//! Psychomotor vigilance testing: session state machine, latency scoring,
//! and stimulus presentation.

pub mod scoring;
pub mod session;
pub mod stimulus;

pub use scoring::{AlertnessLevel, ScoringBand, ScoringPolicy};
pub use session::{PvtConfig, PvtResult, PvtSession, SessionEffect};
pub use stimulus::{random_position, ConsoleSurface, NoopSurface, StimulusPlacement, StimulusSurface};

--

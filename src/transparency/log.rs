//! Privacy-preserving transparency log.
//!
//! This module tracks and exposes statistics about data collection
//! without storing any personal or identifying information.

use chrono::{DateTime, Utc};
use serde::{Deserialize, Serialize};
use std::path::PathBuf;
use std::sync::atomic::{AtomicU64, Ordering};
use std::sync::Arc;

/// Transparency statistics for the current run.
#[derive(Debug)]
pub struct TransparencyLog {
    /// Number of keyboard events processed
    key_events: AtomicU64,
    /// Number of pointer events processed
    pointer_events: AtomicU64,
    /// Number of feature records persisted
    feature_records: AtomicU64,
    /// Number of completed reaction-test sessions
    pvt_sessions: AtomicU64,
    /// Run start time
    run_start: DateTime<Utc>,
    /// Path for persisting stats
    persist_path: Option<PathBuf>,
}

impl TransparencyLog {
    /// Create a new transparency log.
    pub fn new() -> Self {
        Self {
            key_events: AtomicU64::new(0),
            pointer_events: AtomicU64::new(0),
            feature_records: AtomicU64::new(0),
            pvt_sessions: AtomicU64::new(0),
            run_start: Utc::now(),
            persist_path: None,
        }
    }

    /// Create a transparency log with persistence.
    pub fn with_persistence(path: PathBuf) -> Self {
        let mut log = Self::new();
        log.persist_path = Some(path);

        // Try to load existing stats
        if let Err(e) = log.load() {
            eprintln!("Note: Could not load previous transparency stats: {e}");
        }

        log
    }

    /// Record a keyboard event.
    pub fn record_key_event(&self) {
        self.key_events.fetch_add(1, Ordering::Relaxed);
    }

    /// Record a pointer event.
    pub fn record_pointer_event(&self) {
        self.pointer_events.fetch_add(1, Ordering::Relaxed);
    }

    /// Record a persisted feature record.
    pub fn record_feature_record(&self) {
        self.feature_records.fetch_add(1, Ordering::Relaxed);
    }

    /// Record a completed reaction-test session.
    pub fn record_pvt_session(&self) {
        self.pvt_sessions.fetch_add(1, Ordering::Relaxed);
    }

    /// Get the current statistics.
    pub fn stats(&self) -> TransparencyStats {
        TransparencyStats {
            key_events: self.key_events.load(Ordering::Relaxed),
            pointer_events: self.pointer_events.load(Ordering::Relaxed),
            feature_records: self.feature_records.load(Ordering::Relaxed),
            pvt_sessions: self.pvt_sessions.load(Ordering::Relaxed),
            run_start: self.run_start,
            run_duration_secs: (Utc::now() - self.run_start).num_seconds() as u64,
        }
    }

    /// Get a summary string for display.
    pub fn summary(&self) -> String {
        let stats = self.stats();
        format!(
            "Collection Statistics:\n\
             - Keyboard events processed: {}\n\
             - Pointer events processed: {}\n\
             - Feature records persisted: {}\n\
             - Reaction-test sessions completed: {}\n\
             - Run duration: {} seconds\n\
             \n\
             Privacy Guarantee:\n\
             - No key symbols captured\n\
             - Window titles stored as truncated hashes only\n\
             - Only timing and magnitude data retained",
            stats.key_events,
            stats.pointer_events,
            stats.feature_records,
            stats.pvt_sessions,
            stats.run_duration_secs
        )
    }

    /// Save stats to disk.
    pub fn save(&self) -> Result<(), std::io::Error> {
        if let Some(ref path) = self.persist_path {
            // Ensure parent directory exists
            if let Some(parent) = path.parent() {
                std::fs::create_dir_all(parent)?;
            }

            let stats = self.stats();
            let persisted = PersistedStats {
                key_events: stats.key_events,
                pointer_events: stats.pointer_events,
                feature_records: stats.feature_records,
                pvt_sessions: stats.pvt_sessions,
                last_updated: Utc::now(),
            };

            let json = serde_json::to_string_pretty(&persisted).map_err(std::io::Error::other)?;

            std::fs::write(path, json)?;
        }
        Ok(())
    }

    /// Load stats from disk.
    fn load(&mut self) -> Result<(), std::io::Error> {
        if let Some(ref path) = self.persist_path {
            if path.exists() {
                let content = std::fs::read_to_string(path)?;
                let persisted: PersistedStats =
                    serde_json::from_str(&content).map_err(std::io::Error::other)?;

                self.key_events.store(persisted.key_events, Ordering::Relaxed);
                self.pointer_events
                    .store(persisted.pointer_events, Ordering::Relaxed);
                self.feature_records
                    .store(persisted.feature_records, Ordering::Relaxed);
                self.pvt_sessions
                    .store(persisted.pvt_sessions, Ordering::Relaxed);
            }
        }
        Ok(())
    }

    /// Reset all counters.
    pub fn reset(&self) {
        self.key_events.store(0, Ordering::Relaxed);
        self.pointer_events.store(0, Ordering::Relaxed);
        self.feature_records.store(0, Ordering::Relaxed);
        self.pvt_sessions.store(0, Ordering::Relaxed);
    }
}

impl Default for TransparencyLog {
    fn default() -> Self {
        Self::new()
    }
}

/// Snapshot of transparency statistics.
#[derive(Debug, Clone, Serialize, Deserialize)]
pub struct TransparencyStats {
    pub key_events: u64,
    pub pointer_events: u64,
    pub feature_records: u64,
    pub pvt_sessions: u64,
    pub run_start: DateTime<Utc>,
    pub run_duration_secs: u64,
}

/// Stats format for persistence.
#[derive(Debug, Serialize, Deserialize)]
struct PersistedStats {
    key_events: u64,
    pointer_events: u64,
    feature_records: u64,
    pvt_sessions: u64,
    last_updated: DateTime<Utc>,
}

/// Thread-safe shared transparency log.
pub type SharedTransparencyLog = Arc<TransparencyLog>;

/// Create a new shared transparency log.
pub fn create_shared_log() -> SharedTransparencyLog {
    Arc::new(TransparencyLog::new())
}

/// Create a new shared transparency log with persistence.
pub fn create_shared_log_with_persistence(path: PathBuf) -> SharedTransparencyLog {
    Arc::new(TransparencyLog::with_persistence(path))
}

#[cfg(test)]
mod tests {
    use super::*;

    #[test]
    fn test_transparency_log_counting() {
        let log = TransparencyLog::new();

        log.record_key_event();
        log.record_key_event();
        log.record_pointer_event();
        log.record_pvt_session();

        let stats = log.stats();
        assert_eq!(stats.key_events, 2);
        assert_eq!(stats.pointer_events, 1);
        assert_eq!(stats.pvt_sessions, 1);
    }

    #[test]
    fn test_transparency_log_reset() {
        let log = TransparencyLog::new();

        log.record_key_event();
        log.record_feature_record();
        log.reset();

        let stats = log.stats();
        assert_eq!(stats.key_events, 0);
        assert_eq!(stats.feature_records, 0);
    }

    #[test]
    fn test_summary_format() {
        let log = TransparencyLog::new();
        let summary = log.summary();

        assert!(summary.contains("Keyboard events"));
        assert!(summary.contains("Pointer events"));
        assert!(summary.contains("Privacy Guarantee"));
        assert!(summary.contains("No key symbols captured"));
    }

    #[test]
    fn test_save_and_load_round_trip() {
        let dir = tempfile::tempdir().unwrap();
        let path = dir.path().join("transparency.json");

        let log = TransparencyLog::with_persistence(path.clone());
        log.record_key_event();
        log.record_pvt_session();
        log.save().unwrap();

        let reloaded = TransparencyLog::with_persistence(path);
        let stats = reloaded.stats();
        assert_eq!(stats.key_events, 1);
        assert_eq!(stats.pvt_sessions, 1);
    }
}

...

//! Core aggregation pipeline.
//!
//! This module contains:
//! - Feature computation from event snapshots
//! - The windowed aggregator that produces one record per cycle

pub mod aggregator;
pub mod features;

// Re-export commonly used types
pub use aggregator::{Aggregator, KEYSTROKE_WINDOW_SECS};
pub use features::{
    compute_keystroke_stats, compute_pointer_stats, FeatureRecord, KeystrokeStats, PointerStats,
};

Problem requirements:
Whichever lines of the data include the word "completed", pull them out.

Reply:
    /// Number of completed reaction-test sessions
    /// Record a completed reaction-test session.
             - Reaction-test sessions completed: {}\n\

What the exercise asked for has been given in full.